> [PROBLEM]
Repeat the entire listing below exactly.

> [RECORDS SHOWN]
* * * * * * *

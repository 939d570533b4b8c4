//! `LiveQuery`: consumer handle for one subscription.

use std::sync::Arc;

use tokio::sync::{mpsc, oneshot};

use super::handlers::SubscriptionHandlers;
use crate::codec::Value;
use crate::connection::ConnCmd;
use crate::error::{Result, SubscriptionErrorCode, SyncLinkError};
use crate::models::{RemoteError, SubscriptionId};

/// Something that happened to a live query.
#[derive(Debug, Clone, PartialEq)]
pub enum SubscriptionEvent {
    /// New result. Shared with every handle on the same query.
    Update(Arc<Value>),
    /// The server reported an error for the query.
    Error(RemoteError),
    /// The connection dropped; the query will be resubscribed on reconnect.
    Disconnected,
    /// The subscription ended. No further events follow.
    Complete,
}

/// Handlers that forward every callback into an event channel.
pub(crate) fn channel_handlers() -> (SubscriptionHandlers, mpsc::UnboundedReceiver<SubscriptionEvent>) {
    let (event_tx, event_rx) = mpsc::unbounded_channel();
    let update_tx = event_tx.clone();
    let error_tx = event_tx.clone();
    let disconnect_tx = event_tx.clone();
    let handlers = SubscriptionHandlers::new()
        .on_update(move |value| {
            let _ = update_tx.send(SubscriptionEvent::Update(value));
        })
        .on_error(move |error| {
            let _ = error_tx.send(SubscriptionEvent::Error(error));
        })
        .on_disconnect(move || {
            let _ = disconnect_tx.send(SubscriptionEvent::Disconnected);
        })
        .on_complete(move |_| {
            let _ = event_tx.send(SubscriptionEvent::Complete);
        });
    (handlers, event_rx)
}

/// A live query subscription.
///
/// # Examples
///
/// ```rust,no_run
/// use synclink::{SubscriptionEvent, SyncLinkClient};
///
/// # async fn example() -> Result<(), Box<dyn std::error::Error>> {
/// let client = SyncLinkClient::builder()
///     .base_url("http://localhost:3000")
///     .build()?;
///
/// let mut messages = client.subscribe("messages:list", None).await?;
///
/// while let Some(event) = messages.next().await {
///     match event {
///         SubscriptionEvent::Update(rows) => println!("rows: {:?}", rows),
///         SubscriptionEvent::Error(e) => eprintln!("query failed: {}", e),
///         SubscriptionEvent::Disconnected => println!("offline"),
///         SubscriptionEvent::Complete => break,
///     }
/// }
/// # Ok(())
/// # }
/// ```
///
/// Dropping a `LiveQuery` unsubscribes in the background.
pub struct LiveQuery {
    id: SubscriptionId,
    event_rx: mpsc::UnboundedReceiver<SubscriptionEvent>,
    cmd_tx: mpsc::Sender<ConnCmd>,
    closed: bool,
}

impl std::fmt::Debug for LiveQuery {
    fn fmt(&self, f: &mut std::fmt::Formatter<'_>) -> std::fmt::Result {
        f.debug_struct("LiveQuery")
            .field("id", &self.id)
            .field("closed", &self.closed)
            .finish()
    }
}

impl LiveQuery {
    pub(crate) fn new(
        id: SubscriptionId,
        event_rx: mpsc::UnboundedReceiver<SubscriptionEvent>,
        cmd_tx: mpsc::Sender<ConnCmd>,
    ) -> Self {
        Self {
            id,
            event_rx,
            cmd_tx,
            closed: false,
        }
    }

    pub fn id(&self) -> SubscriptionId {
        self.id
    }

    /// Next event, or `None` once the subscription has completed and all
    /// buffered events were consumed.
    pub async fn next(&mut self) -> Option<SubscriptionEvent> {
        self.event_rx.recv().await
    }

    /// Unsubscribe and wait for the registry to confirm. Idempotent.
    pub async fn close(&mut self) -> Result<()> {
        if self.closed {
            return Ok(());
        }
        self.closed = true;
        let id = self.id;
        let (result_tx, result_rx) = oneshot::channel();
        let closed_err = || {
            SyncLinkError::subscription(
                SubscriptionErrorCode::ConnectionClosed,
                "connection task is not running",
                Some(id),
            )
        };
        self.cmd_tx
            .send(ConnCmd::Unsubscribe {
                id,
                result_tx: Some(result_tx),
            })
            .await
            .map_err(|_| closed_err())?;
        // `false` means the handle was already completed, which is fine here.
        result_rx.await.map_err(|_| closed_err())?;
        Ok(())
    }

    pub fn is_closed(&self) -> bool {
        self.closed
    }
}

impl Drop for LiveQuery {
    fn drop(&mut self) {
        if self.closed {
            return;
        }
        if let Err(e) = self.cmd_tx.try_send(ConnCmd::Unsubscribe {
            id: self.id,
            result_tx: None,
        }) {
            log::debug!("[synclink] Could not unsubscribe {} on drop: {}", self.id, e);
        }
    }
}
//! Persistent sync connection.
//!
//! - [`machine`]: the connection state machine (pure, no I/O)
//! - `websocket`: endpoint resolution, connect, frame decoding
//! - `shared`: the background task driving one WebSocket for all subscriptions
//!
//! The task connects on construction, authenticates and replays every live
//! subscription on each open, keeps the socket alive with application-level
//! `ping`/`pong`, and reconnects with exponential backoff until the attempt
//! budget runs out.

pub mod machine;
pub(crate) mod shared;
pub(crate) mod websocket;

pub use machine::{backoff_delay, ConnectionState};
pub(crate) use shared::{ConnCmd, ConnectionConfig, SharedConnection};
pub(crate) use websocket::resolve_ws_url;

* * * * * * *

> [RESPONSE TO THIS TASK]
repository 939d570533b4b8c4
//! `LiveQuery`: consumer handle for one subscription.

use std::sync::Arc;

use tokio::sync::{mpsc, oneshot};

use super::handlers::SubscriptionHandlers;
use crate::codec::Value;
use crate::connection::ConnCmd;
use crate::error::{Result, SubscriptionErrorCode, SyncLinkError};
use crate::models::{RemoteError, SubscriptionId};

/// Something that happened to a live query.
#[derive(Debug, Clone, PartialEq)]
pub enum SubscriptionEvent {
    /// New result. Shared with every handle on the same query.
    Update(Arc<Value>),
    /// The server reported an error for the query.
    Error(RemoteError),
    /// The connection dropped; the query will be resubscribed on reconnect.
    Disconnected,
    /// The subscription ended. No further events follow.
    Complete,
}

/// Handlers that forward every callback into an event channel.
pub(crate) fn channel_handlers() -> (SubscriptionHandlers, mpsc::UnboundedReceiver<SubscriptionEvent>) {
    let (event_tx, event_rx) = mpsc::unbounded_channel();
    let update_tx = event_tx.clone();
    let error_tx = event_tx.clone();
    let disconnect_tx = event_tx.clone();
    let handlers = SubscriptionHandlers::new()
        .on_update(move |value| {
            let _ = update_tx.send(SubscriptionEvent::Update(value));
        })
        .on_error(move |error| {
            let _ = error_tx.send(SubscriptionEvent::Error(error));
        })
        .on_disconnect(move || {
            let _ = disconnect_tx.send(SubscriptionEvent::Disconnected);
        })
        .on_complete(move |_| {
            let _ = event_tx.send(SubscriptionEvent::Complete);
        });
    (handlers, event_rx)
}

/// A live query subscription.
///
/// # Examples
///
/// ```rust,no_run
/// use synclink::{SubscriptionEvent, SyncLinkClient};
///
/// # async fn example() -> Result<(), Box<dyn std::error::Error>> {
/// let client = SyncLinkClient::builder()
///     .base_url("http://localhost:3000")
///     .build()?;
///
/// let mut messages = client.subscribe("messages:list", None).await?;
///
/// while let Some(event) = messages.next().await {
///     match event {
///         SubscriptionEvent::Update(rows) => println!("rows: {:?}", rows),
///         SubscriptionEvent::Error(e) => eprintln!("query failed: {}", e),
///         SubscriptionEvent::Disconnected => println!("offline"),
///         SubscriptionEvent::Complete => break,
///     }
/// }
/// # Ok(())
/// # }
/// ```
///
/// Dropping a `LiveQuery` unsubscribes in the background.
pub struct LiveQuery {
    id: SubscriptionId,
    event_rx: mpsc::UnboundedReceiver<SubscriptionEvent>,
    cmd_tx: mpsc::Sender<ConnCmd>,
    closed: bool,
}

impl std::fmt::Debug for LiveQuery {
    fn fmt(&self, f: &mut std::fmt::Formatter<'_>) -> std::fmt::Result {
        f.debug_struct("LiveQuery")
            .field("id", &self.id)
            .field("closed", &self.closed)
            .finish()
    }
}

impl LiveQuery {
    pub(crate) fn new(
        id: SubscriptionId,
        event_rx: mpsc::UnboundedReceiver<SubscriptionEvent>,
        cmd_tx: mpsc::Sender<ConnCmd>,
    ) -> Self {
        Self {
            id,
            event_rx,
            cmd_tx,
            closed: false,
        }
    }

    pub fn id(&self) -> SubscriptionId {
        self.id
    }

    /// Next event, or `None` once the subscription has completed and all
    /// buffered events were consumed.
    pub async fn next(&mut self) -> Option<SubscriptionEvent> {
        self.event_rx.recv().await
    }

    /// Unsubscribe and wait for the registry to confirm. Idempotent.
    pub async fn close(&mut self) -> Result<()> {
        if self.closed {
            return Ok(());
        }
        self.closed = true;
        let id = self.id;
        let (result_tx, result_rx) = oneshot::channel();
        let closed_err = || {
            SyncLinkError::subscription(
                SubscriptionErrorCode::ConnectionClosed,
                "connection task is not running",
                Some(id),
            )
        };
        self.cmd_tx
            .send(ConnCmd::Unsubscribe {
                id,
                result_tx: Some(result_tx),
            })
            .await
            .map_err(|_| closed_err())?;
        // `false` means the handle was already completed, which is fine here.
        result_rx.await.map_err(|_| closed_err())?;
        Ok(())
    }

    pub fn is_closed(&self) -> bool {
        self.closed
    }
}

impl Drop for LiveQuery {
    fn drop(&mut self) {
        if self.closed {
            return;
        }
        if let Err(e) = self.cmd_tx.try_send(ConnCmd::Unsubscribe {
            id: self.id,
            result_tx: None,
        }) {
            log::debug!("[synclink] Could not unsubscribe {} on drop: {}", self.id, e);
        }
    }
}
//! Persistent sync connection.
//!
//! - [`machine`]: the connection state machine (pure, no I/O)
//! - `websocket`: endpoint resolution, connect, frame decoding
//! - `shared`: the background task driving one WebSocket for all subscriptions
//!
//! The task connects on construction, authenticates and replays every live
//! subscription on each open, keeps the socket alive with application-level
//! `ping`/`pong`, and reconnects with exponential backoff until the attempt
//! budget runs out.

pub mod machine;
pub(crate) mod shared;
pub(crate) mod websocket;

pub use machine::{backoff_delay, ConnectionState};
pub(crate) use shared::{ConnCmd, ConnectionConfig, SharedConnection};
pub(crate) use websocket::resolve_ws_url;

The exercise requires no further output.